CSotD: A Break in the Despair
Skip to commentsWe’re in no danger of running out of frightening, stupid things to comment about, but I’m overwhelmed with funny, inventive comics, so let’s pause the existential angst. It’s not like it’s going anywhere.
Today’s Willie ‘n Ethel offers a hard truth but a bit of perspective. I’ve seen a lot of political cartoons lately about people worshipping the Golden Calf, and the importance of that story is that, for all the miracles the crowd had witnessed in their escape from Egypt, as soon as Moses left them for a little while, they freaked out and sought comfort somewhere else.
At least Moses got pissed, rather than trying to figure out how he could build a Golden Calf of his own and lure them back.
Cartoons about people staring at their phones aren’t rare, but I like Megan Herbert’s concept of crosswalks where you’d be required to look up. There was a time, long ago, when our technology ended when we left the building.
And sometimes the technology left the building. I remember, O Best Beloved, a time when television ended after the late movie. They’d play the national anthem — both the Star-Spangled Banner and O Canada where I grew up — and then you got fuzz and static for five or six hours until the station signed on again. And no VCRs.
Mostly, we slept but there was also the option of reading or just thinking about stuff.
Even when the stations were broadcasting, they were so few that often there wasn’t “anything good on.” Television executives spoke of “Least Objectionable Programming,” which meant stuff people would watch, not something they genuinely wanted to see but whatever was on that least repelled them.
In a time of half a dozen channels, the bar didn’t have to be too low. With 100 or more choices, the LOP is so deep underground that it has to look up to see the sewer pipes.
We appear to have adjusted, as shown in Pearls Before Swine (AMS). Our world is full of possibilities, but that doesn’t compel people to seek the best and brightest.
I realize all this may not seem amusing to you, but I have a dark sense of humor. When I laugh at human frailty, I expect it to be really, really frail. My grandfather used to say, “Blessed are those who expect nothing, for they shall not be disappointed.”
My grandfather — who was quite high up in the steel industry — also used to say that if his colleagues had spent the money cleaning up that they spent lobbying against the Clear Air Act, they’d have made Pittsburgh a showcase.

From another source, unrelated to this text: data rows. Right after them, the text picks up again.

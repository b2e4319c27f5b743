//! Alibaba Cloud Provider Library
//!
//! Kubernetes controllers that reconcile Alibaba Cloud resources from
//! cluster-scoped custom resources. Tests are included in the module files
//! and under `tests/`.
//!
//! ## Quick Start
//!
//! ```rust
//! use alibaba_provider::prelude::*;
//! ```
//!
//! This brings commonly used types and traits into scope. For more specific imports,
//! use the individual modules.

pub mod clients;
pub mod config;
pub mod constants;
pub mod controller;
pub mod crd;
pub mod observability;
pub mod prelude;
pub mod provider;
pub mod runtime;
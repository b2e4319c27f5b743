//! # Watch Loop
//!
//! Runs a kube-runtime `Controller` and restarts it when the watch stream
//! ends or fails, until shutdown is requested. Every managed resource kind
//! gets one loop, and so does ProviderConfig.

use crate::config::ControllerConfig;
use crate::controller::reconciler::{reconcile, Context};
use crate::controller::server::ServerState;
use crate::crd::Managed;
use crate::runtime::error_policy::{handle_reconciliation_error, handle_watch_stream_error};
use futures::{Stream, StreamExt};
use kube::api::Api;
use kube_runtime::{controller, watcher, Controller};
use std::sync::atomic::{AtomicU64, Ordering};
use std::sync::Arc;
use std::time::Duration;
use tracing::{debug, info, warn, Instrument};

/// Run the controller watch loop for kind `R`
///
/// # Errors
///
/// Never fails today; the `Result` leaves room for startup checks.
pub async fn run_watch_loop<R: Managed>(
    api: Api<R>,
    ctx: Arc<Context<R>>,
    server_state: Arc<ServerState>,
) -> Result<(), anyhow::Error> {
    let kind = R::kind(&()).into_owned();
    let config = ctx.config.clone();
    run_controller_loop(&kind, &config, server_state, || {
        let controller_config =
            controller::Config::default().concurrency(ctx.config.max_concurrent_reconciliations);
        Controller::new(api.clone(), watcher::Config::default().any_semantic())
            .with_config(controller_config)
            .shutdown_on_signal()
            .run(reconcile, handle_reconciliation_error, Arc::clone(&ctx))
    })
    .await
}

/// Drive the stream built by `start` until shutdown, rebuilding it whenever it ends
///
/// # Errors
///
/// Never fails today; the `Result` leaves room for startup checks.
pub async fn run_controller_loop<F, S, T, E>(
    kind: &str,
    config: &ControllerConfig,
    server_state: Arc<ServerState>,
    start: F,
) -> Result<(), anyhow::Error>
where
    F: Fn() -> S + Send,
    S: Stream<Item = Result<T, E>> + Send,
    T: Send,
    E: std::fmt::Debug + Send,
{
    let backoff_start_ms = config.backoff_start_ms;
    let backoff_max_ms = config.backoff_max_ms;
    let watch_restart_delay_secs = config.watch_restart_delay_secs;
    let backoff_duration_ms = Arc::new(AtomicU64::new(backoff_start_ms));

    loop {
        if !server_state.is_ready() {
            info!(resource.kind = %kind, "Shutdown requested, exiting watch loop");
            break;
        }

        let watch_span = tracing::span!(
            tracing::Level::INFO,
            "controller.watch",
            resource.kind = %kind,
            operation = "watch_loop"
        );
        info!(resource.kind = %kind, "Starting controller watch loop...");

        let backoff = Arc::clone(&backoff_duration_ms);
        start()
            .filter_map(move |x| {
                let backoff = Arc::clone(&backoff);
                async move {
                    match &x {
                        Ok(_) => {
                            backoff.store(backoff_start_ms, Ordering::Relaxed);
                            debug!("watch.event.success");
                            Some(x)
                        }
                        Err(e) => {
                            let error_string = format!("{e:?}");
                            handle_watch_stream_error(
                                kind,
                                &error_string,
                                &backoff,
                                backoff_max_ms,
                                watch_restart_delay_secs,
                            )
                            .await
                            .map(|()| x)
                        }
                    }
                }
            })
            .for_each(|_| futures::future::ready(()))
            .instrument(watch_span)
            .await;

        if !server_state.is_ready() {
            info!(resource.kind = %kind, "Shutdown requested, exiting watch loop");
            break;
        }

        let delay_secs = config.watch_restart_delay_after_end_secs;
        warn!(
            resource.kind = %kind,
            "Controller watch stream ended, restarting in {} seconds...",
            delay_secs
        );
        tokio::time::sleep(Duration::from_secs(delay_secs)).await;
    }

    info!(resource.kind = %kind, "Controller stopped gracefully");
    Ok(())
}
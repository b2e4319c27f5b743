//! # Controller Configuration
//!
//! Controller-level settings loaded from environment variables.

use std::time::Duration;

/// Output format of the tracing subscriber
#[derive(Debug, Clone, Copy, PartialEq, Eq)]
pub enum LogFormat {
    Json,
    Text,
}

impl LogFormat {
    fn parse(value: &str) -> Self {
        if value.eq_ignore_ascii_case("json") {
            Self::Json
        } else {
            Self::Text
        }
    }
}

/// Controller-level configuration
///
/// All settings have sensible defaults and can be overridden via environment variables.
/// Environment variables are populated from a ConfigMap using `envFrom` in the deployment.
#[derive(Debug, Clone)]
pub struct ControllerConfig {
    /// How often a healthy managed resource is re-observed (seconds)
    pub poll_interval_secs: u64,
    /// Requeue after a Create or Delete call while the cloud converges (seconds)
    pub short_requeue_secs: u64,
    /// Fibonacci backoff floor for failed reconciliations (seconds)
    pub error_backoff_min_secs: u64,
    /// Fibonacci backoff ceiling for failed reconciliations (seconds)
    pub error_backoff_max_secs: u64,
    /// Exponential backoff starting value for watch stream errors (milliseconds)
    pub backoff_start_ms: u64,
    /// Exponential backoff maximum value for watch stream errors (milliseconds)
    pub backoff_max_ms: u64,
    /// Watch stream restart delay after unknown errors (seconds)
    pub watch_restart_delay_secs: u64,
    /// Watch stream restart delay after stream ends (seconds)
    pub watch_restart_delay_after_end_secs: u64,
    /// Timeout for every cloud API request (seconds)
    pub cloud_request_timeout_secs: u64,
    /// Maximum concurrent reconciliations per kind
    pub max_concurrent_reconciliations: u16,
    /// HTTP port for `/metrics`, `/healthz` and `/readyz`
    pub metrics_port: u16,
    /// Log format (json, text)
    pub log_format: LogFormat,
}

impl Default for ControllerConfig {
    fn default() -> Self {
        use crate::constants::*;
        Self {
            poll_interval_secs: DEFAULT_POLL_INTERVAL_SECS,
            short_requeue_secs: DEFAULT_SHORT_REQUEUE_SECS,
            error_backoff_min_secs: DEFAULT_ERROR_BACKOFF_MIN_SECS,
            error_backoff_max_secs: DEFAULT_ERROR_BACKOFF_MAX_SECS,
            backoff_start_ms: DEFAULT_BACKOFF_START_MS,
            backoff_max_ms: DEFAULT_BACKOFF_MAX_MS,
            watch_restart_delay_secs: DEFAULT_WATCH_RESTART_DELAY_SECS,
            watch_restart_delay_after_end_secs: DEFAULT_WATCH_RESTART_DELAY_AFTER_END_SECS,
            cloud_request_timeout_secs: DEFAULT_CLOUD_REQUEST_TIMEOUT_SECS,
            max_concurrent_reconciliations: DEFAULT_MAX_CONCURRENT_RECONCILIATIONS,
            metrics_port: DEFAULT_METRICS_PORT,
            log_format: LogFormat::Text,
        }
    }
}

impl ControllerConfig {
    /// Load configuration from environment variables with defaults
    pub fn from_env() -> Self {
        use crate::constants::*;
        Self {
            poll_interval_secs: env_var_or_default("POLL_INTERVAL_SECS", DEFAULT_POLL_INTERVAL_SECS),
            short_requeue_secs: env_var_or_default("SHORT_REQUEUE_SECS", DEFAULT_SHORT_REQUEUE_SECS),
            error_backoff_min_secs: env_var_or_default(
                "ERROR_BACKOFF_MIN_SECS",
                DEFAULT_ERROR_BACKOFF_MIN_SECS,
            ),
            error_backoff_max_secs: env_var_or_default(
                "ERROR_BACKOFF_MAX_SECS",
                DEFAULT_ERROR_BACKOFF_MAX_SECS,
            ),
            backoff_start_ms: env_var_or_default("BACKOFF_START_MS", DEFAULT_BACKOFF_START_MS),
            backoff_max_ms: env_var_or_default("BACKOFF_MAX_MS", DEFAULT_BACKOFF_MAX_MS),
            watch_restart_delay_secs: env_var_or_default(
                "WATCH_RESTART_DELAY_SECS",
                DEFAULT_WATCH_RESTART_DELAY_SECS,
            ),
            watch_restart_delay_after_end_secs: env_var_or_default(
                "WATCH_RESTART_DELAY_AFTER_END_SECS",
                DEFAULT_WATCH_RESTART_DELAY_AFTER_END_SECS,
            ),
            cloud_request_timeout_secs: env_var_or_default(
                "CLOUD_REQUEST_TIMEOUT_SECS",
                DEFAULT_CLOUD_REQUEST_TIMEOUT_SECS,
            ),
            max_concurrent_reconciliations: env_var_or_default(
                "MAX_CONCURRENT_RECONCILIATIONS",
                DEFAULT_MAX_CONCURRENT_RECONCILIATIONS,
            ),
            metrics_port: env_var_or_default("METRICS_PORT", DEFAULT_METRICS_PORT),
            log_format: LogFormat::parse(&env_var_or_default_str("LOG_FORMAT", "text")),
        }
    }

    /// Get poll interval duration
    pub fn poll_interval(&self) -> Duration {
        Duration::from_secs(self.poll_interval_secs)
    }

    /// Get the short requeue duration used while the cloud converges
    pub fn short_requeue(&self) -> Duration {
        Duration::from_secs(self.short_requeue_secs)
    }

    /// Get cloud request timeout duration
    pub fn cloud_request_timeout(&self) -> Duration {
        Duration::from_secs(self.cloud_request_timeout_secs)
    }
}

/// Read environment variable or return default value
fn env_var_or_default<T: std::str::FromStr>(key: &str, default: T) -> T {
    std::env::var(key)
        .ok()
        .and_then(|v| v.parse().ok())
        .unwrap_or(default)
}

/// Read environment variable as string or return default
fn env_var_or_default_str(key: &str, default: &str) -> String {
    std::env::var(key).unwrap_or_else(|_| default.to_string())
}
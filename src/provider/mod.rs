//! # Provider Configuration
//!
//! Turns a ProviderConfig name into credentials and a region, and a resource
//! kind plus region into the Alibaba Cloud endpoint to call.

pub mod credentials;
pub mod endpoint;

pub use credentials::{
    ConfigStore, CredentialError, CredentialResolver, Credentials, KubeConfigStore,
    ResolvedConfig, StoreError,
};
pub use endpoint::{endpoint_for, EndpointError, ResourceKind};
//! # Bucket
//!
//! OSS buckets are addressed by name and have no lifecycle status: a bucket
//! that answers `GetBucketInfo` is available. Only the ACL is reconciled
//! after creation.

use super::{construction_failed, matches_opt};
use crate::clients::oss::{self, BucketInfo, PutBucketRequest};
use crate::clients::{ClientError, OssApi, OssClient};
use crate::controller::engine::{ClientSettings, Created, Lifecycle};
use crate::controller::managed::{insert_detail, ConnectionDetails};
use crate::controller::ReconcileError;
use crate::crd::{Bucket, BucketObservation, BucketParameters, Managed};
use crate::provider::{endpoint_for, ResolvedConfig, ResourceKind};
use async_trait::async_trait;
use kube::ResourceExt;

pub const EXTRANET_ENDPOINT_KEY: &str = "extranetEndpoint";
pub const INTRANET_ENDPOINT_KEY: &str = "intranetEndpoint";

pub struct BucketLifecycle {
    client: Box<dyn OssApi>,
}

impl BucketLifecycle {
    #[must_use]
    pub fn new(client: Box<dyn OssApi>) -> Self {
        Self { client }
    }
}

#[must_use]
pub fn generate_observation(info: &BucketInfo) -> BucketObservation {
    BucketObservation {
        name: info.name.clone(),
        location: info.location.clone(),
        creation_date: info.creation_date.clone(),
        extranet_endpoint: info.extranet_endpoint.clone(),
        intranet_endpoint: info.intranet_endpoint.clone(),
        storage_class: info.storage_class.clone(),
        acl: info.access_control_list.grant.clone(),
    }
}

#[must_use]
pub fn is_up_to_date(params: &BucketParameters, info: &BucketInfo) -> bool {
    matches_opt(params.acl.as_deref(), &info.access_control_list.grant)
}

#[async_trait]
impl Lifecycle for BucketLifecycle {
    type Resource = Bucket;
    type Remote = BucketInfo;

    const KIND: &'static str = "Bucket";
    const SERVICE: &'static str = oss::SERVICE;
    const NOT_FOUND_CODES: &'static [&'static str] = &[oss::ERR_NO_SUCH_BUCKET];
    const NAME_ADDRESSED: bool = true;

    fn build(config: &ResolvedConfig, settings: ClientSettings) -> Result<Self, ReconcileError> {
        let endpoint = endpoint_for(ResourceKind::Bucket.as_str(), &config.region)?;
        let client = OssClient::new(&endpoint, &config.region, config.credentials.clone(), settings.timeout)
            .map_err(construction_failed(oss::SERVICE))?;
        Ok(Self::new(Box::new(client)))
    }

    async fn describe(&self, id: &str, _mr: &Bucket) -> Result<BucketInfo, ClientError> {
        self.client.get_bucket_info(id).await
    }

    fn record(mr: &mut Bucket, remote: &BucketInfo) {
        mr.managed_status_mut().at_provider = generate_observation(remote);
    }

    fn is_up_to_date(mr: &Bucket, remote: &BucketInfo) -> bool {
        is_up_to_date(&mr.spec.for_provider, remote)
    }

    fn connection_details(_mr: &Bucket, remote: &BucketInfo) -> ConnectionDetails {
        let mut details = ConnectionDetails::new();
        insert_detail(&mut details, EXTRANET_ENDPOINT_KEY, &remote.extranet_endpoint);
        insert_detail(&mut details, INTRANET_ENDPOINT_KEY, &remote.intranet_endpoint);
        details
    }

    async fn create(&self, mr: &mut Bucket) -> Result<Created, ClientError> {
        let name = mr.external_name().map_or_else(|| mr.name_any(), str::to_string);
        let p = &mr.spec.for_provider;
        let request = PutBucketRequest {
            acl: p.acl.clone(),
            storage_class: p.storage_class.clone(),
            data_redundancy_type: p.data_redundancy_type.clone(),
        };
        self.client.put_bucket(&name, &request).await?;
        Ok(Created {
            external_id: name,
            connection_details: ConnectionDetails::new(),
        })
    }

    async fn update(&self, mr: &Bucket, remote: &BucketInfo) -> Result<(), ClientError> {
        match mr.spec.for_provider.acl.as_deref() {
            Some(acl) if !acl.is_empty() && acl != remote.access_control_list.grant => {
                let bucket = mr.external_name().unwrap_or(&remote.name);
                self.client.put_bucket_acl(bucket, acl).await
            }
            _ => Ok(()),
        }
    }

    async fn delete(&self, id: &str, _mr: &Bucket) -> Result<(), ClientError> {
        self.client.delete_bucket(id).await
    }
}

#[cfg(test)]
mod tests {
    use super::*;
    use crate::clients::oss::AccessControlList;

    fn info(acl: &str) -> BucketInfo {
        BucketInfo {
            name: "logs".to_string(),
            location: "oss-cn-hangzhou".to_string(),
            extranet_endpoint: "oss-cn-hangzhou.aliyuncs.com".to_string(),
            intranet_endpoint: "oss-cn-hangzhou-internal.aliyuncs.com".to_string(),
            access_control_list: AccessControlList {
                grant: acl.to_string(),
            },
            ..Default::default()
        }
    }

    #[test]
    fn test_generate_observation() {
        let obs = generate_observation(&info("private"));
        assert_eq!(obs.name, "logs");
        assert_eq!(obs.location, "oss-cn-hangzhou");
        assert_eq!(obs.acl, "private");
        assert_eq!(obs.intranet_endpoint, "oss-cn-hangzhou-internal.aliyuncs.com");
    }

    #[test]
    fn test_is_up_to_date_follows_acl() {
        let private = BucketParameters {
            acl: Some("private".to_string()),
            ..Default::default()
        };
        assert!(is_up_to_date(&private, &info("private")));
        assert!(!is_up_to_date(&private, &info("public-read")));
        assert!(is_up_to_date(&BucketParameters::default(), &info("public-read")));
    }

    #[test]
    fn test_connection_details() {
        let details = BucketLifecycle::connection_details(
            &Bucket::new(
                "logs",
                crate::crd::BucketSpec {
                    resource_spec: Default::default(),
                    for_provider: Default::default(),
                },
            ),
            &info("private"),
        );
        assert_eq!(details[EXTRANET_ENDPOINT_KEY], b"oss-cn-hangzhou.aliyuncs.com".to_vec());
        assert_eq!(details.len(), 2);
    }
}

I doubt he’d be shocked at the scene in this Barney and Clyde (Counterpoint), except for the fact that it’s supposed to be fictional.
Juxtaposition of the Day
There really wasn’t a lot of time between when I got my first computer — a TI Pro — and the point where I could hook it up to the outside world, though without graphics. Windows wasn’t around yet and I needed a more robust machine anyway, until which time I used the computer for word processing and messaging back and forth on listservs.
But I’m hardly a digital native, and I identify with the granny at the train station, because there’s a lot of whizz-bang that I don’t have. It’s not that I can’t understand it. It’s that I don’t want it.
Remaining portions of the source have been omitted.